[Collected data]
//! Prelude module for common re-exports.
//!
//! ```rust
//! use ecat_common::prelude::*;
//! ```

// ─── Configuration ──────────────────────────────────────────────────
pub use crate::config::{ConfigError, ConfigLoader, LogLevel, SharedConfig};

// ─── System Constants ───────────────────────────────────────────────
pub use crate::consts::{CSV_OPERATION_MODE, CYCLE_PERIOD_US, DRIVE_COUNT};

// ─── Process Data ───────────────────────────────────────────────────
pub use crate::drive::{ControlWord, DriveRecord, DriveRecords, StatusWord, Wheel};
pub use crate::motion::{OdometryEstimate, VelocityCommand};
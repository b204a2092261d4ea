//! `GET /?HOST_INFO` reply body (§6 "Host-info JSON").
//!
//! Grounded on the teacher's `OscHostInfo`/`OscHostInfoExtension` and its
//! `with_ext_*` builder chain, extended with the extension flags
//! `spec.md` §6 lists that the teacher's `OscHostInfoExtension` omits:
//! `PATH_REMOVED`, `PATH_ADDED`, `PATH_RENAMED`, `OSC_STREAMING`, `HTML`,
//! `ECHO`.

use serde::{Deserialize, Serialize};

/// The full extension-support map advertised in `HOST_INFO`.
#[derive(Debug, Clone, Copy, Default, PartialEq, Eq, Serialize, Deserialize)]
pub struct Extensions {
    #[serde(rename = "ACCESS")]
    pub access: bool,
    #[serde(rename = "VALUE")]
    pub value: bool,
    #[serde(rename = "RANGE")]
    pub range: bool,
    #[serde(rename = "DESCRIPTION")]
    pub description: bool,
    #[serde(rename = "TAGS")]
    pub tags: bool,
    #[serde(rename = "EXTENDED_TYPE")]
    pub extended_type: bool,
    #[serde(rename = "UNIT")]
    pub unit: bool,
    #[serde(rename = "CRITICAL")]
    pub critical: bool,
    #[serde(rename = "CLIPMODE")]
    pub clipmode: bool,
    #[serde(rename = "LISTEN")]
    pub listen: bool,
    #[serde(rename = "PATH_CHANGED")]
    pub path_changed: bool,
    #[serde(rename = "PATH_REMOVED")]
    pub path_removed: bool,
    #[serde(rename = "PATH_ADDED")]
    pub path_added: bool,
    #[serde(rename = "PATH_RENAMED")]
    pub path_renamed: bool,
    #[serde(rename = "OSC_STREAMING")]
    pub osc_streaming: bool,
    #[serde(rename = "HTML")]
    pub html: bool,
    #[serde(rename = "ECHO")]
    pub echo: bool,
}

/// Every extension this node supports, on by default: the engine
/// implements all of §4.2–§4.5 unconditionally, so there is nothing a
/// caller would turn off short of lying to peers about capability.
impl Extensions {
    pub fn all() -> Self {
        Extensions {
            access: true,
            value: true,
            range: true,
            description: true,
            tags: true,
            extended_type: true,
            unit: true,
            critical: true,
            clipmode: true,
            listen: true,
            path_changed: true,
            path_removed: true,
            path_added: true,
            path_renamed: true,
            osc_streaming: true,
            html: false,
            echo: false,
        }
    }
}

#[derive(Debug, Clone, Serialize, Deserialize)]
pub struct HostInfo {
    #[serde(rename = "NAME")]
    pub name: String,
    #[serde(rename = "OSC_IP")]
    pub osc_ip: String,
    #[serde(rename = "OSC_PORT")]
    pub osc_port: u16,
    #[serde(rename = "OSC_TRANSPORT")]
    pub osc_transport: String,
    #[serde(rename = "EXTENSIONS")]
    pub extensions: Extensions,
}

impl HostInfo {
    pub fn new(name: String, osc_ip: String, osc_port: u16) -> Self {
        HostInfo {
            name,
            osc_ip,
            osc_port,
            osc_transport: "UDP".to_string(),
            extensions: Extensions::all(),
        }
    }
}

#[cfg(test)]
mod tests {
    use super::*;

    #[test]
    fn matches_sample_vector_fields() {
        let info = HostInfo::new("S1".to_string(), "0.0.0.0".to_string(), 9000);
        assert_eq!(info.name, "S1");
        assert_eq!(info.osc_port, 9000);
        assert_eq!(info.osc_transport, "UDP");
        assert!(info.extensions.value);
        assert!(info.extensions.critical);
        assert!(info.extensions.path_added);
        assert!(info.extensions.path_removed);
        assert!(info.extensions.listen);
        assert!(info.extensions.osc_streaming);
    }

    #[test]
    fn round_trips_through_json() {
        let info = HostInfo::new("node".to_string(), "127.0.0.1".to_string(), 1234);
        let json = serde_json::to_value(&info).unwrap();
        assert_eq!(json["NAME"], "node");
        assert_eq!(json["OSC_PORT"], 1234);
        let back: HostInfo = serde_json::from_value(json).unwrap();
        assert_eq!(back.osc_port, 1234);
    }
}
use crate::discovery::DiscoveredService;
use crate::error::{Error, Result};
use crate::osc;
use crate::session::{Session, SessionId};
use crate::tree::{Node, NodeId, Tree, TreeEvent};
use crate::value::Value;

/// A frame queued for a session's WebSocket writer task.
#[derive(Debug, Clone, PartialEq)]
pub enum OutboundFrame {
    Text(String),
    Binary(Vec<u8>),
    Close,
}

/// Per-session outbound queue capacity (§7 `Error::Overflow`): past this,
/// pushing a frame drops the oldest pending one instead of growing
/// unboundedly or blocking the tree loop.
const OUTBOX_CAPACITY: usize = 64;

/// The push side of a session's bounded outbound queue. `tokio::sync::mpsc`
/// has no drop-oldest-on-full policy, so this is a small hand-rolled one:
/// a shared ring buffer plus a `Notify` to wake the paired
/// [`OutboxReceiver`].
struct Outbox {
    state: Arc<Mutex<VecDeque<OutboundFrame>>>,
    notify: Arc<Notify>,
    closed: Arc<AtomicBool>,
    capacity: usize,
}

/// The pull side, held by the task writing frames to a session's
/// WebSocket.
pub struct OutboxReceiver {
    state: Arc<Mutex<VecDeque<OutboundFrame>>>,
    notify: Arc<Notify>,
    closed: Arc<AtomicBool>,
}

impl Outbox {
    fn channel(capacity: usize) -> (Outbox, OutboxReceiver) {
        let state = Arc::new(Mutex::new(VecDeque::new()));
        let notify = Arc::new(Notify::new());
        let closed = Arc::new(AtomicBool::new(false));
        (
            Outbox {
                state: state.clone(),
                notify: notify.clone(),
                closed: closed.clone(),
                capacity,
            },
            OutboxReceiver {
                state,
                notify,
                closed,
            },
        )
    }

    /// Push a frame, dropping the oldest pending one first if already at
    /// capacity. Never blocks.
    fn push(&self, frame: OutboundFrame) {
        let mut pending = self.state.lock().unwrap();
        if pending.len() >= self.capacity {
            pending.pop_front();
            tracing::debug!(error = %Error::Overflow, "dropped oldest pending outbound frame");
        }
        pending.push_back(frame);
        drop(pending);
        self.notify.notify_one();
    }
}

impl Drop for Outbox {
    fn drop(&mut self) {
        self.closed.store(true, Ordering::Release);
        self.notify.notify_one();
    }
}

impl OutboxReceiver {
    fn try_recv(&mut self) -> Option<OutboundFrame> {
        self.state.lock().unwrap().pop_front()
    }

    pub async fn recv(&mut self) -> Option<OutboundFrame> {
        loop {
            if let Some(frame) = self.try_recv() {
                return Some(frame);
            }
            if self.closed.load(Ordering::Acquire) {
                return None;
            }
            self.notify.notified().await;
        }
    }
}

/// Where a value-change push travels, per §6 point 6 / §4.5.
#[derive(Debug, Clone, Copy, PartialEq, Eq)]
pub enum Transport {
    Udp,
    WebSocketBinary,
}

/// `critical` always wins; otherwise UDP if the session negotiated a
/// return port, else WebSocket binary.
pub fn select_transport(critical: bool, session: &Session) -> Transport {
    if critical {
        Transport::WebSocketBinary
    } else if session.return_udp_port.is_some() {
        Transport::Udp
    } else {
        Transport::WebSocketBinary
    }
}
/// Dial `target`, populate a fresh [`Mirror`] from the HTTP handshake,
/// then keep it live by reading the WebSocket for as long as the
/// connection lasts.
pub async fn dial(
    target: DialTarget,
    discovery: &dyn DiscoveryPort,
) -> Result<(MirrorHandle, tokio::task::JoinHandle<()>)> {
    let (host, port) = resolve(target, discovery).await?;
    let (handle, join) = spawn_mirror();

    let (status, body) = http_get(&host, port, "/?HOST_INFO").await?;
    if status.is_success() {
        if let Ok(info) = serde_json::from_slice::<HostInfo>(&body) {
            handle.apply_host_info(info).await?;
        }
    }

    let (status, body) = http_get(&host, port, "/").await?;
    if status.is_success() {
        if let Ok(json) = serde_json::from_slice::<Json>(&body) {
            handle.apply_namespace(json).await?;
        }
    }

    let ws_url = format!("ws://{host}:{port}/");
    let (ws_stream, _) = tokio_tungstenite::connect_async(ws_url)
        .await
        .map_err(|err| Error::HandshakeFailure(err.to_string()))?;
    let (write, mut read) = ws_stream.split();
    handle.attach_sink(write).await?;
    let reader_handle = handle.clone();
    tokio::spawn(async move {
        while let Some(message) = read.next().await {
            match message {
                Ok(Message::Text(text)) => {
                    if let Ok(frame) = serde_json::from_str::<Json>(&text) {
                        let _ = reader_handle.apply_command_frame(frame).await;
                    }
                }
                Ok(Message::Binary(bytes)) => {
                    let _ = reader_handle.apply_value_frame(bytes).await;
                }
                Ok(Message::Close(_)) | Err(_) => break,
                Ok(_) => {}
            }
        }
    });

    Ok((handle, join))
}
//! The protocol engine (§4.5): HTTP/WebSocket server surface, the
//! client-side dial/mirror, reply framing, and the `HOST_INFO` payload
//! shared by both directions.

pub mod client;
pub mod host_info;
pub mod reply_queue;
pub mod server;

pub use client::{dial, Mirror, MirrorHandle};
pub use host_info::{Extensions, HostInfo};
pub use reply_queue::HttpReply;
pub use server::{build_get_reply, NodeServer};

---

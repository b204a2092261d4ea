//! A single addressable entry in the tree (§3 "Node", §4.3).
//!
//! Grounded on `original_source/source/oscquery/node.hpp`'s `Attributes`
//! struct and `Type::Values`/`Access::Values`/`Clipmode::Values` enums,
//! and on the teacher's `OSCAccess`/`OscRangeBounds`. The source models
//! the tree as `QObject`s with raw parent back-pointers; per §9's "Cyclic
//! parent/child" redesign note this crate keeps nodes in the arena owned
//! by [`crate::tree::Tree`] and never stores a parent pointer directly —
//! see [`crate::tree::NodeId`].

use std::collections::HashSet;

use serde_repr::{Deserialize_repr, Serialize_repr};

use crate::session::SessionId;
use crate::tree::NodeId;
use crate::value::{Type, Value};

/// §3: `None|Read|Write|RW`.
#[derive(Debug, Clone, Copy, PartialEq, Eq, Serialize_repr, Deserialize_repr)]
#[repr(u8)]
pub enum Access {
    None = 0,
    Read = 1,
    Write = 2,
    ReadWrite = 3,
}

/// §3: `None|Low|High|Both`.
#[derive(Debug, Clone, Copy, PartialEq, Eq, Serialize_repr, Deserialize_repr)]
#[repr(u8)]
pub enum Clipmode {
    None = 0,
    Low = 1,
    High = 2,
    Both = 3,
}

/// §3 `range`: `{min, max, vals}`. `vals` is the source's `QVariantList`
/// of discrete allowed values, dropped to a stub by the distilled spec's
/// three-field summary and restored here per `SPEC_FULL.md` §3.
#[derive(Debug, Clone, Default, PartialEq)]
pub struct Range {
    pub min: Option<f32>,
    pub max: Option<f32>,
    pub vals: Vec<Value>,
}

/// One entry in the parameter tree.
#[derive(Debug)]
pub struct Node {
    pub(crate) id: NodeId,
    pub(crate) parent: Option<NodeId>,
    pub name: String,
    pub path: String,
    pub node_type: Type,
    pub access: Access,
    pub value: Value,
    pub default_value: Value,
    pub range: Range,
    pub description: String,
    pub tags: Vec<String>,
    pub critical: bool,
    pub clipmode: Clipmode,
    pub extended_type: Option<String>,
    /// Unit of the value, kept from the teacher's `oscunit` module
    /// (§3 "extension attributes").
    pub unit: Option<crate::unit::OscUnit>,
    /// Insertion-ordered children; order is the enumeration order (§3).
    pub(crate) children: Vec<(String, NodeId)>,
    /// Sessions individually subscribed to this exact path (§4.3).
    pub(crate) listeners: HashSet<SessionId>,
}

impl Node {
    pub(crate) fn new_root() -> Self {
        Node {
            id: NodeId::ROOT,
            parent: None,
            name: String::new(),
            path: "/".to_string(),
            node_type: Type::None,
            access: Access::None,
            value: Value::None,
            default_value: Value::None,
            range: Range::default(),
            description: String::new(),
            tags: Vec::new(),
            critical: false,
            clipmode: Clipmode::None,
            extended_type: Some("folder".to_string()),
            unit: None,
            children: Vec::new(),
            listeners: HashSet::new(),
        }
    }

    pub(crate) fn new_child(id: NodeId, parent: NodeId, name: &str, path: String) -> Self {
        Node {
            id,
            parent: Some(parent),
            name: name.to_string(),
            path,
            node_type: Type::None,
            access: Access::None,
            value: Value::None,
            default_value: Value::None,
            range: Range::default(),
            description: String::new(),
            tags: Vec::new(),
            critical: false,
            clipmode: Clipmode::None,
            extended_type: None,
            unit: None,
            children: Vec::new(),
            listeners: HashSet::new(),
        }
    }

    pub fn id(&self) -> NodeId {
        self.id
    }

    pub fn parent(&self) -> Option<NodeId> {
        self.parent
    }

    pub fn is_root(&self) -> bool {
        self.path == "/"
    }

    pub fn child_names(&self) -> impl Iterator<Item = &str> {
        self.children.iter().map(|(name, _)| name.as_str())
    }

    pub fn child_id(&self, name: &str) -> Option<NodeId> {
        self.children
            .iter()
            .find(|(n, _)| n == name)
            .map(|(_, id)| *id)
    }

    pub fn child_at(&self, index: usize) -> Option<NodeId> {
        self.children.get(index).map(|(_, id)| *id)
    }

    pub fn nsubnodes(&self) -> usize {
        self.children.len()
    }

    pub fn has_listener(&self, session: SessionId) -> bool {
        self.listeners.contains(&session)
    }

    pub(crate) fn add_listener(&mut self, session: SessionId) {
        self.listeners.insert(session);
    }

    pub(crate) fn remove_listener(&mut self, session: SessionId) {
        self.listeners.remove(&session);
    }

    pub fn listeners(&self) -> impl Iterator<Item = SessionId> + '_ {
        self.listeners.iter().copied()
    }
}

--

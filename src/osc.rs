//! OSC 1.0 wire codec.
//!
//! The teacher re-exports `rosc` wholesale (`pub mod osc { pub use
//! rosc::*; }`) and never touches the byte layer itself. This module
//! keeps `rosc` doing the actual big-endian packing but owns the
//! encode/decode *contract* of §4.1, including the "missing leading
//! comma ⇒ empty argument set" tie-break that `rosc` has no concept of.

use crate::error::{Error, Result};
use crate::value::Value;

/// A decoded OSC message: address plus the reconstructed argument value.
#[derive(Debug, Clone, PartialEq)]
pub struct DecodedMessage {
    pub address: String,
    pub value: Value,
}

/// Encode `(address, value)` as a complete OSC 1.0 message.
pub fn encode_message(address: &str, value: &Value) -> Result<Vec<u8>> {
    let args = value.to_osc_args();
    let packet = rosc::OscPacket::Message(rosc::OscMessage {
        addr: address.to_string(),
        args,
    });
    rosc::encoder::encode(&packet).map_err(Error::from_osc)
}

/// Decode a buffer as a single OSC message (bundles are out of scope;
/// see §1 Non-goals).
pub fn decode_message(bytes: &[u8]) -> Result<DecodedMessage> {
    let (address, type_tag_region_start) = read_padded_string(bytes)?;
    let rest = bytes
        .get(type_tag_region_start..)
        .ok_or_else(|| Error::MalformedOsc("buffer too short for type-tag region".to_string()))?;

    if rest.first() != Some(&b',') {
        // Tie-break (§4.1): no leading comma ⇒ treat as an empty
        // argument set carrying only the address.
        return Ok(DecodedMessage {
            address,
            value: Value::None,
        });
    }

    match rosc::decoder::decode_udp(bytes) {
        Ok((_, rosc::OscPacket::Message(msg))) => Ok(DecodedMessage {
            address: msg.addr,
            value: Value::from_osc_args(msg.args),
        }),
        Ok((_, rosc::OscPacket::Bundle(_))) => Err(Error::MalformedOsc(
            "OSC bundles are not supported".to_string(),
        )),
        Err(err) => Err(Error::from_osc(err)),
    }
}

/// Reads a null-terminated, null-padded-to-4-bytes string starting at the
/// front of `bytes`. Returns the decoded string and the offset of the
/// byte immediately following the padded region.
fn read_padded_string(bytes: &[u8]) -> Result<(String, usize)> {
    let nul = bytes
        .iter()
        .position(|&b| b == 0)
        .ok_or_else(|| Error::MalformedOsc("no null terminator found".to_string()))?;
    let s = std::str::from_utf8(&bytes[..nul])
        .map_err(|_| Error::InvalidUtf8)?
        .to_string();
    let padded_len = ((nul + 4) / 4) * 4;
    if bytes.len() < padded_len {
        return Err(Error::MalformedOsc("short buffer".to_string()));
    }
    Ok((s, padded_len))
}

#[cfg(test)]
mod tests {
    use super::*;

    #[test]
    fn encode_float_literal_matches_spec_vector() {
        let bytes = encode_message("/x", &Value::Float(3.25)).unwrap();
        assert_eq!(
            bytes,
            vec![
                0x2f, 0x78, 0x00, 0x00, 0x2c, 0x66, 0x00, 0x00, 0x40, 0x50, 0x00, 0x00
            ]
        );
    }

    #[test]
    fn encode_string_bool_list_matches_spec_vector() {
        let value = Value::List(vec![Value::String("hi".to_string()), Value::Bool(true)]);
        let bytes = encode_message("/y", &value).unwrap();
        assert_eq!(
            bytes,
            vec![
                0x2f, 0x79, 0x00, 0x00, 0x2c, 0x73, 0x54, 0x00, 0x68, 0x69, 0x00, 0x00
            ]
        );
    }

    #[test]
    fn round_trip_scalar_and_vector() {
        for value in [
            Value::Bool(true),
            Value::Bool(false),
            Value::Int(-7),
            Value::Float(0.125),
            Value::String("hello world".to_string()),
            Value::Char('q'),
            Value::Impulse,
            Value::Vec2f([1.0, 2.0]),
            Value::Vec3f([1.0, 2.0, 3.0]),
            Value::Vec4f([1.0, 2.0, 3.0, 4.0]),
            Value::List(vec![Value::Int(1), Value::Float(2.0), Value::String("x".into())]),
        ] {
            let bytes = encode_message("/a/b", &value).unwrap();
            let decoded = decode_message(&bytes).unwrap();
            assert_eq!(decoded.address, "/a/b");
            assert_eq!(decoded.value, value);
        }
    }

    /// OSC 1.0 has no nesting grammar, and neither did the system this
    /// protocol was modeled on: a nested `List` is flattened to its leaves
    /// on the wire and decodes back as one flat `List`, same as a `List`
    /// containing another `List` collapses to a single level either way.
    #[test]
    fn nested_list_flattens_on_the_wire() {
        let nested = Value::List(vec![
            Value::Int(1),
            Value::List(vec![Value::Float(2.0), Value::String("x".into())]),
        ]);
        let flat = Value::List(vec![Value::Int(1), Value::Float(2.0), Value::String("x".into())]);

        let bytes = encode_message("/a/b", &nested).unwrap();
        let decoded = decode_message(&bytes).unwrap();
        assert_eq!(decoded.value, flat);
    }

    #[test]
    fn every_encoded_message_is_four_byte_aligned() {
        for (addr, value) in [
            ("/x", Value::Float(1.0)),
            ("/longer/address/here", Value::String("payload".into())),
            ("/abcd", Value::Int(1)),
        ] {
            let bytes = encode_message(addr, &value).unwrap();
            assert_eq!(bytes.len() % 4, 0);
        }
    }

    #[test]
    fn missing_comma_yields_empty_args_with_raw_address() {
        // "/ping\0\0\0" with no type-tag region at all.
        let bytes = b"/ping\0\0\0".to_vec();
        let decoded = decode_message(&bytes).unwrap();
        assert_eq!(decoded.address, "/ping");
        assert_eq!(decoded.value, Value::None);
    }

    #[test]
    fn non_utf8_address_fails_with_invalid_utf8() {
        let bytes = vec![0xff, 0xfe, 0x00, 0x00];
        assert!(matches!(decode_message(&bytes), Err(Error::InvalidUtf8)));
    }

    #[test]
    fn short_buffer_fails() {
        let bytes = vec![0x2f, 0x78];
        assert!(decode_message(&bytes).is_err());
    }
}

**EXERCISE DESCRIPTION**:
Say, as a bare number, how many lines of the data hold the string "client".

**WRITTEN RESPONSE**:
3